The question is: can this dog be your pet AND your tool/partner in the field of herding.
The answer is “Yes” but there ARE limitations.
My first trial dog “Blaze”, was a freaking handful! He lived in the house ( I lived at the beach in a duplex), slept where he wanted, babysat my kids (infant & 2 yr old) and went everywhere w/ me. I was actively herding and he DQ’d every trial. He blatantly disregarded what I told him and merrily tore into sheep at Mach 9. I took him up to the gentleman who bred him to get some lessons and he told me two things:
1. These dogs can’t be pets
2. Women can’t train these dogs, they don’t have doggy voices.
HMMM, since my living situation was such, he HAD to be a pet and I wasn’t up for sex change operation, so it just needed to worked around. So I took to heart the lesson on training, came home and worked on the dog. However, I was starting to observe w/ a jaundice eye how Blaze liked to dictate some terms. That had to stop. He started being kicked outside MUCH more and allowed to join up w/ the pack on MY terms.
A short time later, I took him to a Ralph Pulfer clinic (this gentleman became my mentor) and he introduced me to rubber hoses. Now, don’t let your deviant little minds run to the gutter, but these articles can FLY briskly through the air and nail a dog about misbehave on sheep.

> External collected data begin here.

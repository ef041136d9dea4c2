//! Database layer for the relational store.
//!
//! This module handles:
//! - Connection pool management with WAL mode
//! - Schema migrations, applied once and recorded in `_migrations`

pub mod pool;

use thiserror::Error;

use crate::config::{AppConfig, ConfigError};

/// Database-related errors.
#[derive(Debug, Error)]
pub enum DbError {
    #[error("SQLite error: {0}")]
    Sqlite(#[from] sqlx::Error),

    #[error("Migration error: {0}")]
    Migration(String),

    #[error("Configuration error: {0}")]
    Config(#[from] ConfigError),

    #[error("I/O error: {0}")]
    Io(#[from] std::io::Error),
}

/// Ordered schema migrations embedded in the binary.
const MIGRATIONS: &[(&str, &str)] = &[(
    "0001_initial_schema",
    include_str!("migrations/0001_initial_schema.sql"),
)];

/// Initialize the database: create the file if needed and run migrations.
///
/// # Arguments
/// * `config` - Database path and pool settings
///
/// # Returns
/// A connection pool configured with WAL mode
pub async fn initialize(config: &AppConfig) -> Result<pool::DbPool, DbError> {
    config.validate()?;

    // Ensure parent directory exists
    if let Some(parent) = config.database_path.parent() {
        if !parent.as_os_str().is_empty() {
            std::fs::create_dir_all(parent)?;
        }
    }

    let pool = pool::create_pool(config).await?;
    run_migrations(&pool).await?;

    log::info!(
        "Database ready at {} (max {} connections)",
        config.database_path.display(),
        config.max_connections
    );

    Ok(pool)
}

/// Run all pending database migrations.
async fn run_migrations(pool: &pool::DbPool) -> Result<(), DbError> {
    let mut conn = pool.acquire().await?;

    sqlx::query(
        r#"
        CREATE TABLE IF NOT EXISTS _migrations (
            id INTEGER PRIMARY KEY AUTOINCREMENT,
            name TEXT NOT NULL UNIQUE,
            applied_at INTEGER NOT NULL DEFAULT (strftime('%s', 'now'))
        )
        "#,
    )
    .execute(&mut *conn)
    .await?;

    for (name, sql) in MIGRATIONS {
        let applied: Option<(i64,)> = sqlx::query_as("SELECT id FROM _migrations WHERE name = ?")
            .bind(*name)
            .fetch_optional(&mut *conn)
            .await?;

        if applied.is_some() {
            continue;
        }

        let mut tx = sqlx::Connection::begin(&mut *conn).await?;
        sqlx::raw_sql(*sql)
            .execute(&mut *tx)
            .await
            .map_err(|e| DbError::Migration(format!("{}: {}", name, e)))?;
        sqlx::query("INSERT INTO _migrations (name) VALUES (?)")
            .bind(*name)
            .execute(&mut *tx)
            .await?;
        tx.commit().await?;

        log::info!("Applied migration {}", name);
    }

    Ok(())
}

#[cfg(test)]
mod tests {
    use super::*;
    use tempfile::tempdir;

    fn config_in(dir: &tempfile::TempDir, file: &str) -> AppConfig {
        AppConfig {
            database_path: dir.path().join(file),
            ..AppConfig::default()
        }
    }

    #[tokio::test]
    async fn test_initialize_creates_database() {
        let dir = tempdir().unwrap();
        let config = config_in(&dir, "nested/test.db");

        let pool = initialize(&config).await.unwrap();
        assert!(config.database_path.exists());

        let tables: Vec<(String,)> = sqlx::query_as(
            "SELECT name FROM sqlite_master WHERE type='table' AND name NOT LIKE 'sqlite_%' AND name != '_migrations' ORDER BY name",
        )
        .fetch_all(&pool)
        .await
        .unwrap();

        let table_names: Vec<&str> = tables.iter().map(|(n,)| n.as_str()).collect();
        assert_eq!(
            table_names,
            vec!["pr_reviewers", "pull_requests", "teams", "users"]
        );
    }

    #[tokio::test]
    async fn test_migrations_are_idempotent() {
        let dir = tempdir().unwrap();
        let config = config_in(&dir, "test.db");

        let _pool1 = initialize(&config).await.unwrap();
        let pool2 = initialize(&config).await.unwrap();

        let count: (i64,) = sqlx::query_as("SELECT COUNT(*) FROM _migrations")
            .fetch_one(&pool2)
            .await
            .unwrap();
        assert_eq!(count.0, MIGRATIONS.len() as i64);
    }

    #[tokio::test]
    async fn test_invalid_config_is_rejected_before_opening() {
        let dir = tempdir().unwrap();
        let config = AppConfig {
            max_connections: 0,
            ..config_in(&dir, "test.db")
        };

        let err = initialize(&config).await.unwrap_err();
        assert!(matches!(err, DbError::Config(ConfigError::Invalid(_))));
        assert!(!config.database_path.exists());
    }

    #[tokio::test]
    async fn test_schema_rejects_unknown_status() {
        let dir = tempdir().unwrap();
        let pool = initialize(&config_in(&dir, "test.db")).await.unwrap();

        sqlx::query("INSERT INTO teams (team_name) VALUES ('backend')")
            .execute(&pool)
            .await
            .unwrap();
        sqlx::query("INSERT INTO users (user_id, username, team_name, is_active) VALUES ('u1', 'Alice', 'backend', 1)")
            .execute(&pool)
            .await
            .unwrap();

        let result = sqlx::query(
            "INSERT INTO pull_requests (pr_id, pr_name, author_id, status, created_at) VALUES ('pr-1', 'x', 'u1', 'CLOSED', '2024-01-01T00:00:00Z')",
        )
        .execute(&pool)
        .await;
        assert!(result.is_err());
    }

    #[tokio::test]
    async fn test_foreign_keys_restrict_deletion() {
        let dir = tempdir().unwrap();
        let pool = initialize(&config_in(&dir, "test.db")).await.unwrap();

        sqlx::query("INSERT INTO teams (team_name) VALUES ('backend')")
            .execute(&pool)
            .await
            .unwrap();
        sqlx::query("INSERT INTO users (user_id, username, team_name, is_active) VALUES ('u1', 'Alice', 'backend', 1)")
            .execute(&pool)
            .await
            .unwrap();

        let result = sqlx::query("DELETE FROM teams WHERE team_name = 'backend'")
            .execute(&pool)
            .await;
        assert!(result.is_err());
    }
}
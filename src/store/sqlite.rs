//! SQLite-backed review store.
//!
//! Atomic units are `BEGIN IMMEDIATE` transactions: the write lock is taken
//! up front, so the reads that decide an invariant cannot be invalidated by a
//! concurrent writer before the dependent writes land.

use std::collections::BTreeMap;

use async_trait::async_trait;
use chrono::{DateTime, Utc};
use sqlx::{Sqlite, SqliteConnection, Transaction};

use super::{ReviewStore, StoreError, StoreUnit};
use crate::db::pool::DbPool;
use crate::models::{
    NewPullRequest, OpenAssignment, PullRequest, PullRequestRow, PullRequestShort, TeamMember,
    User,
};

/// Statement opening every atomic unit.
const BEGIN_UNIT: &str = "BEGIN IMMEDIATE";

/// Production store over a SQLite connection pool.
#[derive(Debug, Clone)]
pub struct SqliteStore {
    pool: DbPool,
}

impl SqliteStore {
    pub fn new(pool: DbPool) -> Self {
        Self { pool }
    }

    /// Close the pool, waiting for checked-out connections to return.
    pub async fn close(&self) {
        self.pool.close().await;
    }
}

/// Atomic unit over one SQLite transaction.
pub struct SqliteUnit {
    tx: Transaction<'static, Sqlite>,
}

async fn fetch_user(conn: &mut SqliteConnection, user_id: &str) -> Result<Option<User>, StoreError> {
    let user = sqlx::query_as::<_, User>(
        "SELECT user_id, username, team_name, is_active FROM users WHERE user_id = ?",
    )
    .bind(user_id)
    .fetch_optional(conn)
    .await?;

    Ok(user)
}

async fn fetch_reviewers(conn: &mut SqliteConnection, pr_id: &str) -> Result<Vec<String>, StoreError> {
    let rows: Vec<(String,)> =
        sqlx::query_as("SELECT user_id FROM pr_reviewers WHERE pr_id = ? ORDER BY user_id")
            .bind(pr_id)
            .fetch_all(conn)
            .await?;

    Ok(rows.into_iter().map(|(id,)| id).collect())
}

async fn fetch_pull_request(
    conn: &mut SqliteConnection,
    pr_id: &str,
) -> Result<Option<PullRequest>, StoreError> {
    let row = sqlx::query_as::<_, PullRequestRow>(
        r#"
        SELECT pr_id, pr_name, author_id, status, created_at, merged_at
        FROM pull_requests
        WHERE pr_id = ?
        "#,
    )
    .bind(pr_id)
    .fetch_optional(&mut *conn)
    .await?;

    match row {
        Some(row) => {
            let reviewers = fetch_reviewers(conn, pr_id).await?;
            Ok(Some(row.with_reviewers(reviewers)))
        }
        None => Ok(None),
    }
}

/// Id lists are bound as one JSON array parameter and expanded with
/// `json_each`, so their length is not limited by SQLite's variable cap.
fn id_list(user_ids: &[String]) -> Result<String, StoreError> {
    Ok(serde_json::to_string(user_ids)?)
}
//! User model.

use serde::{Deserialize, Serialize};
use sqlx::FromRow;

/// A user belonging to exactly one team.
///
/// `is_active` only gates eligibility for new reviewer assignments;
/// existing assignments are untouched when it flips.
#[derive(Debug, Clone, PartialEq, Eq, Serialize, Deserialize, FromRow)]
pub struct User {
    pub user_id: String,
    pub username: String,
    pub team_name: String,
    pub is_active: bool,
}

impl User {
    /// Build a user record for a member of `team_name`.
    pub fn from_member(member: &super::TeamMember, team_name: &str) -> Self {
        Self {
            user_id: member.user_id.clone(),
            username: member.username.clone(),
            team_name: team_name.to_string(),
            is_active: member.is_active,
        }
    }
}
//! Data models for the review assignment service.
//!
//! These models represent the entities stored in the relational store and
//! returned from the service. Row-shaped models derive `FromRow` for SQLx.

pub mod assignment;
pub mod pull_request;
pub mod team;
pub mod user;

// Re-exports for convenient access
pub use assignment::{
    AssignmentStats, BulkDeactivateResult, OpenAssignment, ReassignAction, ReassignOutcome,
    ReassignResult, StatsGroupBy,
};
pub use pull_request::{NewPullRequest, PrStatus, PullRequest, PullRequestRow, PullRequestShort};
pub use team::{Team, TeamMember};
pub use user::User;
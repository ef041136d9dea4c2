//! SQLite connection pool with WAL mode.
//!
//! The pool is the only process-wide resource of the service. It is created
//! once at startup and closed explicitly on shutdown.

use sqlx::sqlite::{SqliteConnectOptions, SqliteJournalMode, SqlitePoolOptions, SqliteSynchronous};
use sqlx::{Pool, Sqlite};
use std::time::Duration;

use crate::config::AppConfig;

/// Type alias for the SQLite connection pool.
pub type DbPool = Pool<Sqlite>;

/// Create a new connection pool with WAL mode enabled.
///
/// # Arguments
/// * `config` - Database path, pool bounds and timeouts
///
/// # Returns
/// A connection pool ready for use
pub async fn create_pool(config: &AppConfig) -> Result<DbPool, sqlx::Error> {
    let connect_options = SqliteConnectOptions::new()
        .filename(&config.database_path)
        // Create the database file if it doesn't exist
        .create_if_missing(true)
        // Enable WAL mode for concurrent access
        .journal_mode(SqliteJournalMode::Wal)
        .synchronous(SqliteSynchronous::Normal)
        // Reviewer and membership rows reference teams, users and PRs
        .foreign_keys(true)
        // Atomic units wait for the write lock instead of failing
        .busy_timeout(Duration::from_secs(config.busy_timeout_secs));

    let pool = SqlitePoolOptions::new()
        .max_connections(config.max_connections)
        .min_connections(config.min_connections)
        .acquire_timeout(Duration::from_secs(config.acquire_timeout_secs))
        .connect_with(connect_options)
        .await?;

    // Verify WAL mode is enabled
    let mode: (String,) = sqlx::query_as("PRAGMA journal_mode")
        .fetch_one(&pool)
        .await?;

    debug_assert!(
        mode.0.to_lowercase() == "wal",
        "WAL mode should be enabled, got: {}",
        mode.0
    );

    Ok(pool)
}
//! Reviewer assignment models: open assignments, reconciliation outcomes
//! and assignment statistics.

use std::collections::BTreeMap;

use serde::{Deserialize, Serialize};
use sqlx::FromRow;

use super::PullRequest;

/// An assignment of a reviewer to a still-open pull request.
#[derive(Debug, Clone, PartialEq, Eq, FromRow)]
pub struct OpenAssignment {
    pub pr_id: String,
    pub author_id: String,
    pub old_user_id: String,
    pub old_user_team: String,
}

/// What happened to one assignment during bulk reconciliation.
#[derive(Debug, Clone, Copy, PartialEq, Eq, Serialize, Deserialize)]
#[serde(rename_all = "lowercase")]
pub enum ReassignAction {
    /// Replaced by another active teammate.
    Replaced,
    /// Dropped because nobody was eligible.
    Removed,
}

impl std::fmt::Display for ReassignAction {
    fn fmt(&self, f: &mut std::fmt::Formatter<'_>) -> std::fmt::Result {
        match self {
            Self::Replaced => write!(f, "replaced"),
            Self::Removed => write!(f, "removed"),
        }
    }
}

#[derive(Debug, Clone, PartialEq, Eq, Serialize, Deserialize)]
pub struct ReassignOutcome {
    pub pr_id: String,
    pub old_user_id: String,
    pub action: ReassignAction,
    /// `None` when the assignment was removed.
    pub replaced_by: Option<String>,
}

/// Result of deactivating users in bulk.
#[derive(Debug, Clone, PartialEq, Eq, Serialize, Deserialize)]
pub struct BulkDeactivateResult {
    pub team_name: String,
    pub deactivated_user_ids: Vec<String>,
    pub reassignments: Vec<ReassignOutcome>,
}

/// Result of a single reviewer reassignment.
#[derive(Debug, Clone, PartialEq, Eq, Serialize, Deserialize)]
pub struct ReassignResult {
    pub pr: PullRequest,
    pub replaced_by: String,
}

/// Grouping for assignment statistics.
#[derive(Debug, Clone, Copy, PartialEq, Eq, Default, Serialize, Deserialize)]
#[serde(rename_all = "lowercase")]
pub enum StatsGroupBy {
    User,
    Pr,
    #[default]
    All,
}

impl From<&str> for StatsGroupBy {
    fn from(s: &str) -> Self {
        match s.to_lowercase().as_str() {
            "user" => Self::User,
            "pr" => Self::Pr,
            _ => Self::All,
        }
    }
}

/// Reviewer assignment counts.
#[derive(Debug, Clone, Default, PartialEq, Eq, Serialize, Deserialize)]
pub struct AssignmentStats {
    /// Assignments per reviewer id.
    #[serde(skip_serializing_if = "Option::is_none")]
    pub by_user: Option<BTreeMap<String, i64>>,

    /// Reviewers per pull request id.
    #[serde(skip_serializing_if = "Option::is_none")]
    pub by_pr: Option<BTreeMap<String, i64>>,
}
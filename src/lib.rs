//! Chart Engine - An interactive candlestick chart engine written in Rust
//!
//! This crate provides the state core of an interactive price chart:
//!
//! - Market data handling (OHLC + volume datasets, per-symbol cache)
//! - Symbolic time-range resolution (1M/3M/6M/YTD/1Y/All/Custom)
//! - Incremental reconciliation of moving-average overlays
//! - Chart instance lifecycle with viewport carry-over across symbol switches
//!
//! Rendering stays behind the `ChartRenderer` trait; the crate ships a
//! headless `MemoryRenderer` for tests and logic-only embedding.
//!
//! # Quick Start
//!
//! ```
//! use chart_engine::{ChartView, MemoryRenderer, RangeSelector, SmaPeriod};
//!
//! let mut view = ChartView::new(MemoryRenderer::new());
//!
//! view.set_symbol("aapl");
//! view.toggle_sma(SmaPeriod::Sma20);
//! view.set_range(RangeSelector::SixMonths);
//!
//! assert_eq!(view.session().active_symbol(), Some("AAPL"));
//! ```

pub mod chart;
pub mod error;
pub mod logger;
pub mod market;

// Re-export commonly used types
pub use chart::{
    // Range resolution
    resolve_window, CustomBounds, RangeSelector, TimeWindow,
    // Indicators
    diff_indicators, sma_points, IndicatorDelta, LegendEntry, SmaPeriod, SmaToggles,
    // Renderer boundary
    ChartRenderer, InstanceConfig, InstanceId, MemoryRenderer, RenderOp, SeriesKey, SeriesSpec,
    // Session, settings and view
    ChartSession, ChartSettings, ChartView, ViewState,
};
pub use error::ChartError;
pub use market::{
    generate_dataset, CandlePoint, DatasetStore, GeneratorConfig, LinePoint, QuoteSummary,
    SeriesDataset, VolumePoint,
};

/// Library version
pub const VERSION: &str = env!("CARGO_PKG_VERSION");
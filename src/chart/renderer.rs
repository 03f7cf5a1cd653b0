//! Rendering collaborator boundary.
//!
//! The state engine never draws pixels. It drives an implementation of
//! `ChartRenderer` through instance lifecycle and series operations, and the
//! renderer is free to map those onto any drawing backend. `MemoryRenderer`
//! is the in-crate headless implementation: it book-keeps instances, series
//! and viewports, and records every operation for inspection.

use std::collections::{BTreeMap, HashMap};
use std::fmt;
use std::rc::Rc;
use uuid::Uuid;

use super::indicator::SmaPeriod;
use super::range::TimeWindow;
use crate::market::{CandlePoint, LinePoint, SeriesDataset, VolumePoint};

/// Opaque handle of one chart instance.
#[derive(Debug, Clone, Copy, PartialEq, Eq, Hash)]
pub struct InstanceId(Uuid);

impl InstanceId {
    /// Mint a fresh handle. Renderer implementations call this on create.
    pub fn new() -> Self {
        Self(Uuid::new_v4())
    }
}

impl Default for InstanceId {
    fn default() -> Self {
        Self::new()
    }
}

impl fmt::Display for InstanceId {
    fn fmt(&self, f: &mut fmt::Formatter<'_>) -> fmt::Result {
        write!(f, "{}", self.0)
    }
}

/// Configuration for a new chart instance.
#[derive(Debug, Clone)]
pub struct InstanceConfig {
    /// Chart title, e.g. `"IBM Stock Price"`.
    pub title: String,
    /// Base dataset; the renderer installs its candlestick + volume series.
    pub dataset: Rc<SeriesDataset>,
}

/// Key addressing one series within an instance.
#[derive(Debug, Clone, Copy, PartialEq, Eq, Hash, PartialOrd, Ord)]
pub enum SeriesKey {
    Ohlc,
    Volume,
    Sma(SmaPeriod),
}

/// Payload of one series handed to the renderer.
#[derive(Debug, Clone, PartialEq)]
pub enum SeriesSpec {
    Candlestick { name: String, points: Vec<CandlePoint> },
    Volume { name: String, points: Vec<VolumePoint> },
    SmaLine { period: SmaPeriod, color: &'static str, points: Vec<LinePoint> },
}

impl SeriesSpec {
    pub fn key(&self) -> SeriesKey {
        match self {
            SeriesSpec::Candlestick { .. } => SeriesKey::Ohlc,
            SeriesSpec::Volume { .. } => SeriesKey::Volume,
            SeriesSpec::SmaLine { period, .. } => SeriesKey::Sma(*period),
        }
    }
}

/// Rendering collaborator driven by the chart session.
///
/// `redraw` flags mirror the usual charting-library convention: `false`
/// batches the mutation and leaves the screen untouched until an explicit
/// `redraw` call or a mutation with `redraw = true`.
pub trait ChartRenderer {
    fn create_instance(&mut self, config: InstanceConfig) -> InstanceId;
    fn destroy(&mut self, id: InstanceId);
    fn add_series(&mut self, id: InstanceId, spec: SeriesSpec, redraw: bool);
    fn remove_series(&mut self, id: InstanceId, key: SeriesKey, redraw: bool);
    fn viewport(&self, id: InstanceId) -> Option<TimeWindow>;
    fn set_viewport(&mut self, id: InstanceId, window: TimeWindow, redraw: bool);
    fn redraw(&mut self, id: InstanceId);
}

/// One recorded renderer operation.
#[derive(Debug, Clone, PartialEq)]
pub enum RenderOp {
    Create(InstanceId),
    Destroy(InstanceId),
    AddSeries(InstanceId, SeriesKey, bool),
    RemoveSeries(InstanceId, SeriesKey, bool),
    SetViewport(InstanceId, TimeWindow, bool),
    Redraw(InstanceId),
}

/// One live chart held by the memory renderer.
#[derive(Debug, Clone)]
pub struct MemoryInstance {
    pub title: String,
    pub series: BTreeMap<SeriesKey, SeriesSpec>,
    pub viewport: Option<TimeWindow>,
}

impl MemoryInstance {
    /// Attached SMA periods, in canonical order.
    pub fn sma_keys(&self) -> Vec<SmaPeriod> {
        self.series
            .keys()
            .filter_map(|key| match key {
                SeriesKey::Sma(period) => Some(*period),
                _ => None,
            })
            .collect()
    }
}

/// Headless renderer keeping everything in memory.
#[derive(Debug, Default)]
pub struct MemoryRenderer {
    instances: HashMap<InstanceId, MemoryInstance>,
    ops: Vec<RenderOp>,
}

impl MemoryRenderer {
    pub fn new() -> Self {
        Self::default()
    }

    /// Number of live (not yet destroyed) instances.
    pub fn live_count(&self) -> usize {
        self.instances.len()
    }

    pub fn instance(&self, id: InstanceId) -> Option<&MemoryInstance> {
        self.instances.get(&id)
    }

    /// Every operation recorded since creation or the last `clear_ops`.
    pub fn ops(&self) -> &[RenderOp] {
        &self.ops
    }

    pub fn clear_ops(&mut self) {
        self.ops.clear();
    }

    /// Number of recorded destroy operations.
    pub fn destroyed_count(&self) -> usize {
        self.ops.iter().filter(|op| matches!(op, RenderOp::Destroy(_))).count()
    }
}

impl ChartRenderer for MemoryRenderer {
    fn create_instance(&mut self, config: InstanceConfig) -> InstanceId {
        let id = InstanceId::new();

        // Base series are part of instance construction; overlays arrive
        // later through add_series.
        let mut series = BTreeMap::new();
        series.insert(
            SeriesKey::Ohlc,
            SeriesSpec::Candlestick {
                name: config.title.clone(),
                points: config.dataset.candles().to_vec(),
            },
        );
        series.insert(
            SeriesKey::Volume,
            SeriesSpec::Volume {
                name: "Volume".to_string(),
                points: config.dataset.volumes().to_vec(),
            },
        );

        // A fresh chart shows the full data span until a window is applied.
        let viewport = config.dataset.time_span().map(|(min, max)| TimeWindow { min, max });

        self.instances.insert(id, MemoryInstance { title: config.title, series, viewport });
        self.ops.push(RenderOp::Create(id));
        id
    }

    fn destroy(&mut self, id: InstanceId) {
        self.instances.remove(&id).expect("destroy of unknown chart instance");
        self.ops.push(RenderOp::Destroy(id));
    }

    fn add_series(&mut self, id: InstanceId, spec: SeriesSpec, redraw: bool) {
        let instance = self.instances.get_mut(&id).expect("add_series on unknown chart instance");
        let key = spec.key();
        instance.series.insert(key, spec);
        self.ops.push(RenderOp::AddSeries(id, key, redraw));
    }

    fn remove_series(&mut self, id: InstanceId, key: SeriesKey, redraw: bool) {
        let instance =
            self.instances.get_mut(&id).expect("remove_series on unknown chart instance");
        instance.series.remove(&key);
        self.ops.push(RenderOp::RemoveSeries(id, key, redraw));
    }

    fn viewport(&self, id: InstanceId) -> Option<TimeWindow> {
        self.instances.get(&id).and_then(|instance| instance.viewport)
    }

    fn set_viewport(&mut self, id: InstanceId, window: TimeWindow, redraw: bool) {
        let instance =
            self.instances.get_mut(&id).expect("set_viewport on unknown chart instance");
        instance.viewport = Some(window);
        self.ops.push(RenderOp::SetViewport(id, window, redraw));
    }

    fn redraw(&mut self, id: InstanceId) {
        self.ops.push(RenderOp::Redraw(id));
    }
}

Suddenly, I was WINNING trials!!
Also, Blaze and I started San Pasqual Stockdog Training Facility, so he was worked almost daily. Cattle, sheep, ducks, goats, all stock needed to make this endeavor succeed.
The ability to live with the pet dog and achieve success as a herder depends on the keenness of the dog and the authority of the handler. If the dog is not interested in herding to the degree necessary to accept the training, then the dog will prefer the life of a pet. If the dog is keen to work, then home life isn’t as fun as herding and the dog will therefore prefer herding.
I’ve only seen one dog ruined by its home environment. A Border Collie w/ tremendous talent just up and quit herding after less than a year of training. She had NO restrictions or rules at home. The only time she was disciplined (i.e. corrected) was while herding. I could see her just looking at her mom and saying “screw you! I’m going home to play” .
The importance of herding to a dog is reflected in how important it is to the handler! Again, another anecdote…
A young man brought an Aus Shepherd to me for lessons years ago. This dog was WORTHLESS!! I suggested this guy give up and do something else. He wanted to herd. Not the dog. The adventure went on for an eternity (it seemed to me) but they were making progress. One day, it dawned on me this dog was working to PLEASE his owner. They eventually progressed to the point that he could enter a trial.
Another individual started raising sheep on a large property in Nor. Calif and wanted to use her Rottie. I love Rotties as herders but this dog was NOT keen. She informed me she was NOT getting a BC so he just had to do it. EVERYDAY this dog did chores and became one of the first Herding Champions in the USA.
The importance of teamwork is not to be underestimated. Dogs are PACK animals and want the approval of the Alpha. Be the Alpha, make herding important, don’t spoil them too much at home, and you can have a herding PET!